TASK PROMPT: Reproduce the entries below in full and without error.

AVAILABLE RECORDS:
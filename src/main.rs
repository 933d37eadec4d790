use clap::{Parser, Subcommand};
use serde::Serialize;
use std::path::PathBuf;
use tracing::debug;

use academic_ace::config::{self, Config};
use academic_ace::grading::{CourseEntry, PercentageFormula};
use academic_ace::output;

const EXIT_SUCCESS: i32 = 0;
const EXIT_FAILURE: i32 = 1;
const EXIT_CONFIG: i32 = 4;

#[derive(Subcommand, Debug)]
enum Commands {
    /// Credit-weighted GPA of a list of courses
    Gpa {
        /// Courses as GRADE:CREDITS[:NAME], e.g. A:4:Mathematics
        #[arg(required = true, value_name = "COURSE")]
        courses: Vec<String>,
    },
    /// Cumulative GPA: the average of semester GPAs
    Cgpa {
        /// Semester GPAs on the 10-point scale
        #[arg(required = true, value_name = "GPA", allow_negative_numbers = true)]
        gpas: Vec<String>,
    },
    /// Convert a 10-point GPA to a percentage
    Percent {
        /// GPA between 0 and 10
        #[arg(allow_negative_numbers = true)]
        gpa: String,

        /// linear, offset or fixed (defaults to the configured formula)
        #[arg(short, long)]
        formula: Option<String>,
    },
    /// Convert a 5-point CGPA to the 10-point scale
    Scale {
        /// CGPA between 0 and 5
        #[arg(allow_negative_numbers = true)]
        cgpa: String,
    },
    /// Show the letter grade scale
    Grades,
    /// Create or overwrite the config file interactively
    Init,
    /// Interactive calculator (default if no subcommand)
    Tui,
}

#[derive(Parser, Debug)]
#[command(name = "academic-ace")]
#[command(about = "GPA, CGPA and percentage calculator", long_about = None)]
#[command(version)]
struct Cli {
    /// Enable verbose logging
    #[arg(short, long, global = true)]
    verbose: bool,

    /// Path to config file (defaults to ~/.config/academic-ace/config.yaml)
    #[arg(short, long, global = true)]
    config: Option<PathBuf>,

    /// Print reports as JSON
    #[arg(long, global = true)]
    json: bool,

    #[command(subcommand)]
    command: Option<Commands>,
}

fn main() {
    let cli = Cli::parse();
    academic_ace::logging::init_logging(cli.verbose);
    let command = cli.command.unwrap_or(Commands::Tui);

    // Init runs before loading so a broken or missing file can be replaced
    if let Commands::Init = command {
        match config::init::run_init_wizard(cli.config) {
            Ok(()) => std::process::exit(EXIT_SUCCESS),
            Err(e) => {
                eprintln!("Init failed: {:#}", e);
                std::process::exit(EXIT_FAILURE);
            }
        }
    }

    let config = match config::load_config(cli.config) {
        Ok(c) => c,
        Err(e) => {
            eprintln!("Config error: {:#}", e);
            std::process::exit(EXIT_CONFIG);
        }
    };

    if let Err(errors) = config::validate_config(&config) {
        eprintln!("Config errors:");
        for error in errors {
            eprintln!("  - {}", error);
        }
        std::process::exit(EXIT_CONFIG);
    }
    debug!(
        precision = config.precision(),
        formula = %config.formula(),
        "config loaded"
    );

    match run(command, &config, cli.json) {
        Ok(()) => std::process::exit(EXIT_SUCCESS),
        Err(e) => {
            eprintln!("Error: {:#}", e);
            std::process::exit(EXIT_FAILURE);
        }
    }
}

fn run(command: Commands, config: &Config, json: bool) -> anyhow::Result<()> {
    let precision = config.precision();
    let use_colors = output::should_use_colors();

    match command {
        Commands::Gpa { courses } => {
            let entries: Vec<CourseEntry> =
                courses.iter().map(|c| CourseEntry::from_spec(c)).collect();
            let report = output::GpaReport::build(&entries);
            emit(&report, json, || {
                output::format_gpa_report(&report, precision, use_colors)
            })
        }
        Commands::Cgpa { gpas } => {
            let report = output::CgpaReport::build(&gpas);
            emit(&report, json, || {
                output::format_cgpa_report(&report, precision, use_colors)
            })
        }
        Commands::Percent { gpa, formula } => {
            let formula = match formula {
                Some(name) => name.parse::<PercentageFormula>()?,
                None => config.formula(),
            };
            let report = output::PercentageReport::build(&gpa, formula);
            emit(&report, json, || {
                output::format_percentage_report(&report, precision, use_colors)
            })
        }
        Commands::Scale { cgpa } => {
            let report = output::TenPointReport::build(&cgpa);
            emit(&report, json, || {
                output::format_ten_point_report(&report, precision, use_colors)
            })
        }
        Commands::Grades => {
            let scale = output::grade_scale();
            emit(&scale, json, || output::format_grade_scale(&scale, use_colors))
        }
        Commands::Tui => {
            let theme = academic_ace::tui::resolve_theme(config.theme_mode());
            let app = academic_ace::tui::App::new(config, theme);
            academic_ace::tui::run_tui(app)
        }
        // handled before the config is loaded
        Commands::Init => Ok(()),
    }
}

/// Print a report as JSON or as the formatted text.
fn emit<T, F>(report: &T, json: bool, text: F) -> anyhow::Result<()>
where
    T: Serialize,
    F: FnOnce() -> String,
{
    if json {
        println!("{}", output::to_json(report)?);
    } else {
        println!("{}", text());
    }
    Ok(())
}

ANSWER TO THIS PROBLEM:
filename src/main.rs
repository 933d37eadec4d790
use clap::{Parser, Subcommand};
use serde::Serialize;
use std::path::PathBuf;
use tracing::debug;

use academic_ace::config::{self, Config};
use academic_ace::grading::{CourseEntry, PercentageFormula};
use academic_ace::output;

const EXIT_SUCCESS: i32 = 0;
const EXIT_FAILURE: i32 = 1;
const EXIT_CONFIG: i32 = 4;

#[derive(Subcommand, Debug)]
enum Commands {
    /// Credit-weighted GPA of a list of courses
    Gpa {
        /// Courses as GRADE:CREDITS[:NAME], e.g. A:4:Mathematics
        #[arg(required = true, value_name = "COURSE")]
        courses: Vec<String>,
    },
    /// Cumulative GPA: the average of semester GPAs
    Cgpa {
        /// Semester GPAs on the 10-point scale
        #[arg(required = true, value_name = "GPA", allow_negative_numbers = true)]
        gpas: Vec<String>,
    },
    /// Convert a 10-point GPA to a percentage
    Percent {
        /// GPA between 0 and 10
        #[arg(allow_negative_numbers = true)]
        gpa: String,

        /// linear, offset or fixed (defaults to the configured formula)
        #[arg(short, long)]
        formula: Option<String>,
    },
    /// Convert a 5-point CGPA to the 10-point scale
    Scale {
        /// CGPA between 0 and 5
        #[arg(allow_negative_numbers = true)]
        cgpa: String,
    },
    /// Show the letter grade scale
    Grades,
    /// Create or overwrite the config file interactively
    Init,
    /// Interactive calculator (default if no subcommand)
    Tui,
}

#[derive(Parser, Debug)]
#[command(name = "academic-ace")]
#[command(about = "GPA, CGPA and percentage calculator", long_about = None)]
#[command(version)]
struct Cli {
    /// Enable verbose logging
    #[arg(short, long, global = true)]
    verbose: bool,

    /// Path to config file (defaults to ~/.config/academic-ace/config.yaml)
    #[arg(short, long, global = true)]
    config: Option<PathBuf>,

    /// Print reports as JSON
    #[arg(long, global = true)]
    json: bool,

    #[command(subcommand)]
    command: Option<Commands>,
}

fn main() {
    let cli = Cli::parse();
    academic_ace::logging::init_logging(cli.verbose);
    let command = cli.command.unwrap_or(Commands::Tui);

    // Init runs before loading so a broken or missing file can be replaced
    if let Commands::Init = command {
        match config::init::run_init_wizard(cli.config) {
            Ok(()) => std::process::exit(EXIT_SUCCESS),
            Err(e) => {
                eprintln!("Init failed: {:#}", e);
                std::process::exit(EXIT_FAILURE);
            }
        }
    }

    let config = match config::load_config(cli.config) {
        Ok(c) => c,
        Err(e) => {
            eprintln!("Config error: {:#}", e);
            std::process::exit(EXIT_CONFIG);
        }
    };

    if let Err(errors) = config::validate_config(&config) {
        eprintln!("Config errors:");
        for error in errors {
            eprintln!("  - {}", error);
        }
        std::process::exit(EXIT_CONFIG);
    }
    debug!(
        precision = config.precision(),
        formula = %config.formula(),
        "config loaded"
    );

    match run(command, &config, cli.json) {
        Ok(()) => std::process::exit(EXIT_SUCCESS),
        Err(e) => {
            eprintln!("Error: {:#}", e);
            std::process::exit(EXIT_FAILURE);
        }
    }
}

fn run(command: Commands, config: &Config, json: bool) -> anyhow::Result<()> {
    let precision = config.precision();
    let use_colors = output::should_use_colors();

    match command {
        Commands::Gpa { courses } => {
            let entries: Vec<CourseEntry> =
                courses.iter().map(|c| CourseEntry::from_spec(c)).collect();
            let report = output::GpaReport::build(&entries);
            emit(&report, json, || {
                output::format_gpa_report(&report, precision, use_colors)
            })
        }
        Commands::Cgpa { gpas } => {
            let report = output::CgpaReport::build(&gpas);
            emit(&report, json, || {
                output::format_cgpa_report(&report, precision, use_colors)
            })
        }
        Commands::Percent { gpa, formula } => {
            let formula = match formula {
                Some(name) => name.parse::<PercentageFormula>()?,
                None => config.formula(),
            };
            let report = output::PercentageReport::build(&gpa, formula);
            emit(&report, json, || {
                output::format_percentage_report(&report, precision, use_colors)
            })
        }
        Commands::Scale { cgpa } => {
            let report = output::TenPointReport::build(&cgpa);
            emit(&report, json, || {
                output::format_ten_point_report(&report, precision, use_colors)
            })
        }
        Commands::Grades => {
            let scale = output::grade_scale();
            emit(&scale, json, || output::format_grade_scale(&scale, use_colors))
        }
        Commands::Tui => {
            let theme = academic_ace::tui::resolve_theme(config.theme_mode());
            let app = academic_ace::tui::App::new(config, theme);
            academic_ace::tui::run_tui(app)
        }
        // handled before the config is loaded
        Commands::Init => Ok(()),
    }
}

/// Print a report as JSON or as the formatted text.
fn emit<T, F>(report: &T, json: bool, text: F) -> anyhow::Result<()>
where
    T: Serialize,
    F: FnOnce() -> String,
{
    if json {
        println!("{}", output::to_json(report)?);
    } else {
        println!("{}", text());
    }
    Ok(())
}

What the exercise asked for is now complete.